Following the dismissal, for years after, the sonographer invited me to serve as a guest lecturer for her sonography students at a local college to present on the potential pitfalls of medical negligence cases.

T&M: Similarly, what has been the biggest challenge of your career thus far?

MS: Every career has its challenges, and the legal field is certainly no exception. Each case presents its own merits and difficulties. With experience comes knowledge. Every successful lawyer will use their accomplishments and failures to help guide them on the next case, which may present with similar legal or factual issues. In defending a medical negligence matter, for example, the lawyer has to become an expert in their own right on the significance of lab values, chart entries and the applicable standard of care required for a reasonably careful doctor under the same or similar circumstances. In defending a product liability manufacturer, the lawyer must gain an understanding as to the design issues of the product, and for example, formulate a defense to establish that the product was not unreasonably dangerous at the time it left the control of the manufacturer.
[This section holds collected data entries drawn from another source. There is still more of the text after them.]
//! Process-wide default client.
//!
//! Callers that do not need their own configuration can use these
//! functions instead of holding a [`Client`]. The default client is built
//! with [`ClientConfig::default`](crate::ClientConfig::default) on first use
//! and lives until the process exits; [`close_idle_connections`] is the only
//! lifecycle hook.

use std::collections::BTreeMap;
use std::path::Path;
use std::sync::OnceLock;

use crate::client::Client;
use crate::error::HttpError;
use crate::request::Request;
use crate::response::Response;

static DEFAULT_CLIENT: OnceLock<Client> = OnceLock::new();

/// Returns the shared default client, building it on first call.
pub fn default_client() -> &'static Client {
    DEFAULT_CLIENT.get_or_init(Client::new)
}

/// Makes a GET request with the default client.
///
/// # Errors
///
/// See [`Client::get`].
pub async fn get(url: &str) -> Result<Response, HttpError> {
    default_client().get(url).await
}

/// Makes a HEAD request with the default client.
///
/// # Errors
///
/// See [`Client::head`].
pub async fn head(url: &str) -> Result<Response, HttpError> {
    default_client().head(url).await
}

/// Makes a POST request with the default client.
///
/// # Errors
///
/// See [`Client::post`].
pub async fn post(
    url: &str,
    content_type: &str,
    body: impl Into<Vec<u8>>,
) -> Result<Response, HttpError> {
    default_client().post(url, content_type, body).await
}

/// Makes a form POST with the default client.
///
/// # Errors
///
/// See [`Client::post_form`].
pub async fn post_form(
    url: &str,
    form: &BTreeMap<String, Vec<String>>,
) -> Result<Response, HttpError> {
    default_client().post_form(url, form).await
}

/// Sends `request` with the default client.
///
/// # Errors
///
/// See [`Client::send`].
pub async fn send(request: &Request) -> Result<Response, HttpError> {
    default_client().send(request).await
}

/// Sends a prebuilt `reqwest::Request` with the default client.
///
/// # Errors
///
/// See [`Client::raw_send`].
pub async fn raw_send(request: reqwest::Request) -> Result<reqwest::Response, HttpError> {
    default_client().raw_send(request).await
}

/// Downloads `url` to `path` with the default client.
///
/// # Errors
///
/// See [`Client::download_file`].
pub async fn download_file(url: &str, path: impl AsRef<Path>) -> Result<(), HttpError> {
    default_client().download_file(url, path).await
}

/// Closes idle connections held by the default client.
///
/// # Errors
///
/// See [`Client::close_idle_connections`].
pub fn close_idle_connections() -> Result<(), HttpError> {
    default_client().close_idle_connections()
}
With all the pressures involved in defending the client, I believe one of the biggest challenges for any lawyer is properly managing the expectations of their client. I believe this is best accomplished through collaboration and keeping the client informed. I was taught early in my career to call the client right away with good news and to call even faster with bad news.

T&M: Where is the one place in Chicago you always like to share with guests from out of town?

MS: It is hard to recommend just one place to visit when coming to town. Chicago is known for its beautiful and historic architecture, museums, views of Lake Michigan and countless culinary opportunities. If time and weather permit, a walk, jog or bike ride along Lakeshore Drive is a must. It is a great way to clear your head, get some exercise and take in the true beauty of the city. If time is limited, no matter what their favorite cuisine, there is an outstanding restaurant somewhere in the city that they will be talking about to their friends and family when they return home. Chicago is the city of the “Big Shoulders” and big opportunity for numerous adventures.

T&M: When not at work or home (or, working from home!), where are we most likely to find you?

MS: You will find me “on the move.” Rarely will I be home on a weekend day watching television (except for a Sunday Chicago Bears’ game or Cubs’ game – sorry White Sox fans).  My form of relaxation is staying physically active. That could mean hours of yard work, miles of bike riding, walking my 90-pound chocolate Labrador Retriever and finding the time to play tennis and golf. Work stimulates the mind and activity stimulates the body.